Secondly, one of our members, works on another Source Engine game by the name of Consortium, which has been funded on KS and received a licence this year. So we have no idea when they decided to close the floodgates to potential licencees.
They offered only Source 2013 on their GitHub, which is a pile of shit. We needed at least P2/Alien Swarm for deferred - it was literally the only thing keeping us on the engine. And that wasn't for commercial usage either.
It is greatly disappointing that they have come back to us with this. The team has worked so hard to push the engine to where it is and Valve have pretty much said "GG, fuck you".
We emailed back advising them to update their website. It's a sign of things to come, with them most likely prepping for Source 2, but there is no way we can sit around and wait for that, it could be over a year or longer before it's publicly available. I am no longer likely to ever going to touch Source again because of this.

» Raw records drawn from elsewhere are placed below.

use axum::{
    extract::{Path, Query, State},
    http::StatusCode,
    Json,
};
use validator::Validate;

use crate::api::models::{ClaimLotRequest, CreateLotRequest, PageQuery, UpdateLotRequest};
use crate::api::state::AppState;
use crate::error::{Result, ServiceError};
use crate::models::{CategorizedLots, InventoryLot};
use crate::repository::InventoryRepository;

#[utoipa::path(
    get,
    path = "/api/v1/lots",
    params(PageQuery),
    responses(
        (status = 200, description = "Lots partitioned into current, personal, and expired", body = CategorizedLots),
        (status = 400, description = "Bad request"),
        (status = 500, description = "Internal server error")
    )
)]
#[tracing::instrument(skip(state))]
pub async fn list_lots(
    Query(query): Query<PageQuery>,
    State(state): State<AppState>,
) -> Result<Json<CategorizedLots>> {
    query
        .validate()
        .map_err(|e| ServiceError::invalid_input("query", e.to_string()))?;

    let repo = InventoryRepository::new(state.pool);
    let lots = repo.list_categorized(&query).await?;

    Ok(Json(lots))
}

#[utoipa::path(
    post,
    path = "/api/v1/lots",
    request_body = CreateLotRequest,
    responses(
        (status = 201, description = "Lot created", body = InventoryLot),
        (status = 400, description = "Bad request"),
        (status = 500, description = "Internal server error")
    )
)]
#[tracing::instrument(skip(state))]
pub async fn create_lot(
    State(state): State<AppState>,
    Json(req): Json<CreateLotRequest>,
) -> Result<(StatusCode, Json<InventoryLot>)> {
    req.validate()
        .map_err(|e| ServiceError::invalid_input("body", e.to_string()))?;

    let repo = InventoryRepository::new(state.pool);
    let lot = repo.create(req).await?;

    Ok((StatusCode::CREATED, Json(lot)))
}

#[utoipa::path(
    put,
    path = "/api/v1/lots/{id}",
    params(
        ("id" = i64, Path, description = "Lot ID")
    ),
    request_body = UpdateLotRequest,
    responses(
        (status = 200, description = "Lot updated", body = InventoryLot),
        (status = 400, description = "Bad request"),
        (status = 404, description = "Lot not found"),
        (status = 500, description = "Internal server error")
    )
)]
#[tracing::instrument(skip(state))]
pub async fn update_lot(
    Path(id): Path<i64>,
    State(state): State<AppState>,
    Json(req): Json<UpdateLotRequest>,
) -> Result<Json<InventoryLot>> {
    req.validate()
        .map_err(|e| ServiceError::invalid_input("body", e.to_string()))?;

    let repo = InventoryRepository::new(state.pool);
    let lot = repo.update(id, req).await?;

    Ok(Json(lot))
}

#[utoipa::path(
    post,
    path = "/api/v1/lots/{id}/claim",
    params(
        ("id" = i64, Path, description = "Lot ID")
    ),
    request_body = ClaimLotRequest,
    responses(
        (status = 200, description = "Lot claimed", body = InventoryLot),
        (status = 400, description = "Bad request"),
        (status = 404, description = "Lot not found"),
        (status = 500, description = "Internal server error")
    )
)]
#[tracing::instrument(skip(state))]
pub async fn claim_lot(
    Path(id): Path<i64>,
    State(state): State<AppState>,
    Json(req): Json<ClaimLotRequest>,
) -> Result<Json<InventoryLot>> {
    req.validate()
        .map_err(|e| ServiceError::invalid_input("body", e.to_string()))?;

    let repo = InventoryRepository::new(state.pool);
    let lot = repo.claim(id, &req.crew_id).await?;

    Ok(Json(lot))
}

So, instead of moaning and whining for the rest of eternity, we had an emergency meeting & decided to email Epic for licencing info. We know we can use UE3, but UE4 is much closer on the horizon, with some teams already using it. Plus licence costs are dirt cheap in comparison - the KS was originally to cover the cost of the Source Engine licence if we got a number back from them - so we won't be in extreme debt before we release anything at least. We get access to a lot of things in Unreal that we were doing insane hacks to get to work on Source & DX9.
Art-wise, we are not pushed back too far. we can easily import assets over & remake the shaders quite quickly, snce the art pipeline is 10x better. But programming-wise. We're fucked. UE3 is currently UnrealScript, & our programmers are C++ proficient. So all that code is lost forever (another reason we want UE4 is the programmers don't need to learn the finnicky nature of Uscript). Also we are likely at a major setback AI-wise. Source had a great framework to build upon & access to NextBot (L4D2 AI) would of been a huge improvement. We have to basically write all this from scratch now. Fun times indeed.
The small upside for me is now I have a legitimate excuse to dive into and learn UDK.
So that's that. We'll wait for Valve to reply again & see if they dramatically change their mind (unlikely). Epic said they would be in touch within a day or so. We'll continue to push for Kickstarter but it's had a huge impact to development - we reckon maybe 4 months to get back up to scratch - so it will be launched sometime early next year hopefully.
Games Development - You cruel bastard.